Respirei fundo, tentando me manter na realidade. Talvez a febre estivesse mais alta do que eu pensei. Senti minha garganta arder numa onda de náusea e me soltei bruscamente de Isa.
— Nick?
Antes que eu pudesse fazer algo, vomitei em cima da minha calça jeans. Algo em mim gritava "você é sujo, é isso que você é". Fui correndo até o banheiro do quarto e me abaixei no vaso, agradecendo ao universo por meu cabelo ainda estar preso. Isa foi atrás de mim e, como não tive tempo de fechar a porta, entrou.
Vomitei novamente antes que tivesse tempo de olhá-la, e ela se abaixou e colocou a mão nas minhas costas.
Tudo foi muito violento. Flashbacks me invadiam e eu vomitava em resposta, era como se meu corpo todo reagisse ao acontecimento.
— Faz isso parar. - murmurei, ao ponto de chorar.
— Vai ficar tudo bem. - prometeu, esfregando minhas costas.
Quando parei de vomitar, me sentia cansado e nojento. E fraco. Isabelly ficou comigo por um tempo e então disse:
— Nick, eu vou pegar outra roupa pra você e avisar a Martha que você não ta bem. Ok?

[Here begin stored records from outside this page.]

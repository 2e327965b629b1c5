//! Bridge metrics.
//!
//! Recorded through the `metrics` facade. See the crate docs for the full
//! list of names and labels.

use metrics::{counter, describe_counter, describe_gauge, gauge};

/// Envelopes pushed onto the deferred queue.
pub const EVENTS_QUEUED_TOTAL: &str = "pylon_events_queued_total";
/// Live WebSocket connections.
pub const CONNECTIONS_OPEN: &str = "pylon_connections_open";
/// WebSocket sends by outcome.
pub const MESSAGES_SENT_TOTAL: &str = "pylon_messages_sent_total";
/// HTTP requests handed to the host.
pub const REQUESTS_TOTAL: &str = "pylon_requests_total";
/// Envelope payloads cut to the maximum size.
pub const PAYLOAD_TRUNCATIONS_TOTAL: &str = "pylon_payload_truncations_total";

/// Registers descriptions for all pylon metrics with the installed recorder.
pub fn describe_metrics() {
    describe_counter!(
        EVENTS_QUEUED_TOTAL,
        "Total envelopes pushed onto the deferred queue by kind"
    );
    describe_gauge!(CONNECTIONS_OPEN, "Number of live WebSocket connections");
    describe_counter!(
        MESSAGES_SENT_TOTAL,
        "Total WebSocket messages sent by outcome"
    );
    describe_counter!(REQUESTS_TOTAL, "Total HTTP requests handed to the host");
    describe_counter!(
        PAYLOAD_TRUNCATIONS_TOTAL,
        "Total envelope payloads truncated to the configured maximum"
    );
}

/// Records one queued envelope.
pub fn record_event_queued(kind: &'static str, truncated: bool) {
    counter!(EVENTS_QUEUED_TOTAL, "kind" => kind).increment(1);
    if truncated {
        counter!(PAYLOAD_TRUNCATIONS_TOTAL).increment(1);
    }
}

/// Records a connection opening.
pub fn connection_opened() {
    gauge!(CONNECTIONS_OPEN).increment(1.0);
}

/// Records a connection closing.
pub fn connection_closed() {
    gauge!(CONNECTIONS_OPEN).decrement(1.0);
}

/// Records one send attempt.
pub fn record_message_sent(status: &'static str) {
    counter!(MESSAGES_SENT_TOTAL, "status" => status).increment(1);
}

/// Records one HTTP request handed to the host.
pub fn record_request(verb: &'static str) {
    counter!(REQUESTS_TOTAL, "verb" => verb).increment(1);
}

#[cfg(test)]
mod tests {
    use super::*;

    #[test]
    fn test_record_functions_dont_panic() {
        describe_metrics();
        record_event_queued("MESSAGE", false);
        record_event_queued("HTTP_DATA", true);
        connection_opened();
        connection_closed();
        record_message_sent("success");
        record_request("GET");
    }

    #[test]
    fn test_metric_names_are_prefixed() {
        for name in [
            EVENTS_QUEUED_TOTAL,
            CONNECTIONS_OPEN,
            MESSAGES_SENT_TOTAL,
            REQUESTS_TOTAL,
            PAYLOAD_TRUNCATIONS_TOTAL,
        ] {
            assert!(name.starts_with("pylon_"));
        }
    }
}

—Não me deixa sozinho. - reclamei. Tinha medo dos flashbacks voltarem.
— Vai ser rápido, prometo.
Quando voltou, ela trazia roupas limpas, uma toalha e um copo de água. Me esforcei ao máximo pra beber a água, embora minhas mãos tremessem. Isabelly manteve sua mão ao redor da minha, me impedindo de derrubar o copo.
— Obrigado. - murmurei.
— Você acha que consegue tomar um banho?
Assenti com a cabeça, me sentia um pouco melhor agora que minha mente tinha parado de me torturar, apesar da febre.

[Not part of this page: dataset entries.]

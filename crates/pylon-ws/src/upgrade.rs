//! WebSocket HTTP upgrade handling (RFC 6455).

use base64::Engine;
use http::{header, Request, Response, StatusCode};
use sha1::{Digest, Sha1};
use tokio::io::{AsyncRead, AsyncWrite};
use tokio_tungstenite::WebSocketStream;
use tungstenite::protocol::{Role, WebSocketConfig};

use crate::error::{WsError, WsResult};

/// The WebSocket magic GUID used in the handshake.
const WEBSOCKET_GUID: &str = "258EAFA5-E914-47DA-95CA-C5AB0DC85B11";

/// Check if a request is a WebSocket upgrade request.
///
/// A valid WebSocket upgrade request must have:
/// - `Connection: Upgrade` header
/// - `Upgrade: websocket` header
/// - `Sec-WebSocket-Key` header
/// - `Sec-WebSocket-Version: 13` header
pub fn is_websocket_request<B>(request: &Request<B>) -> bool {
    validate_upgrade_request(request).is_ok()
}

fn header_str<'a, B>(request: &'a Request<B>, name: impl header::AsHeaderName) -> Option<&'a str> {
    request.headers().get(name).and_then(|v| v.to_str().ok())
}

/// Validate a WebSocket upgrade request.
///
/// Returns the `Sec-WebSocket-Accept` value if valid.
pub fn validate_upgrade_request<B>(request: &Request<B>) -> WsResult<String> {
    let connection_upgrade = header_str(request, header::CONNECTION)
        .is_some_and(|v| v.to_ascii_lowercase().contains("upgrade"));
    if !connection_upgrade {
        return Err(WsError::not_websocket("missing Connection: Upgrade header"));
    }

    let upgrade_websocket = header_str(request, header::UPGRADE)
        .is_some_and(|v| v.eq_ignore_ascii_case("websocket"));
    if !upgrade_websocket {
        return Err(WsError::not_websocket("missing Upgrade: websocket header"));
    }

    let key = header_str(request, header::SEC_WEBSOCKET_KEY)
        .filter(|v| !v.is_empty())
        .ok_or_else(|| WsError::not_websocket("missing Sec-WebSocket-Key header"))?;

    if header_str(request, header::SEC_WEBSOCKET_VERSION) != Some("13") {
        return Err(WsError::not_websocket(
            "missing or invalid Sec-WebSocket-Version header (must be 13)",
        ));
    }

    Ok(compute_accept_key(key))
}

/// Compute the Sec-WebSocket-Accept value from the key.
pub fn compute_accept_key(key: &str) -> String {
    let mut hasher = Sha1::new();
    hasher.update(key.as_bytes());
    hasher.update(WEBSOCKET_GUID.as_bytes());
    base64::engine::general_purpose::STANDARD.encode(hasher.finalize())
}

/// Builds the `101 Switching Protocols` response for a validated request.
pub fn upgrade_response<B: Default>(accept_key: &str) -> WsResult<Response<B>> {
    Ok(Response::builder()
        .status(StatusCode::SWITCHING_PROTOCOLS)
        .header(header::CONNECTION, "Upgrade")
        .header(header::UPGRADE, "websocket")
        .header(header::SEC_WEBSOCKET_ACCEPT, accept_key)
        .body(B::default())?)
}

/// Wraps an upgraded IO stream as a server-side WebSocket.
///
/// `max_message_size` bounds inbound messages and frames.
pub async fn complete_upgrade<S>(stream: S, max_message_size: usize) -> WebSocketStream<S>
where
    S: AsyncRead + AsyncWrite + Unpin,
{
    let mut config = WebSocketConfig::default();
    config.max_message_size = Some(max_message_size);
    config.max_frame_size = Some(max_message_size);
    WebSocketStream::from_raw_socket(stream, Role::Server, Some(config)).await
}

—Vou te esperar no quarto. Qualquer coisa, me chama. Ok?
—Ok.
Isa me deu um beijo na testa e saiu.
Tomar banho não foi tarefa fácil, mas eu me senti mil vezes melhor quando acabei, com uma roupa limpa e um casaco. Mas também me sentia extremamente fraco e fui direto pra cama. Isa passou a mão pelo meu cabelo molhado.
— Eu vou ir embora daqui a pouco, assim que você dormir. - avisou - Descansa, ta bom?
— Ta. - concordei - Obrigado. Por cuidar de mim. Por tudo.
— Obrigada por cuidar de mim também. - respondeu, afastando meus cabelos da testa. - Acho que fazemos uma ótima dupla, Nick.
Eu caí no sono rápido e acordei algumas horas depois, encharcado em suor, mas sem febre. Estava de noite, e eu consegui levantar sem tremer ou ficar tonto. Fui até a sala.
— Como você ta? - Martha perguntou.
— Melhor.
— Tem remédio aqui, se você precisar. - Ana complementou.
— Obrigado.
Tirei o casaco e sentei no tapete da sala com as três crianças.
Pensei que a pior parte já tinha passado, até que ouvi um barulho no portão da casa. O cachorro de Ana, um pastor alemão gigante, começou a latir agressivamente da janela. Elas mudaram a TV pro canal da câmera que tinha vista pro lado de fora da casa e lá estava ele:
Rogério, xingando aos montes e socando o portão.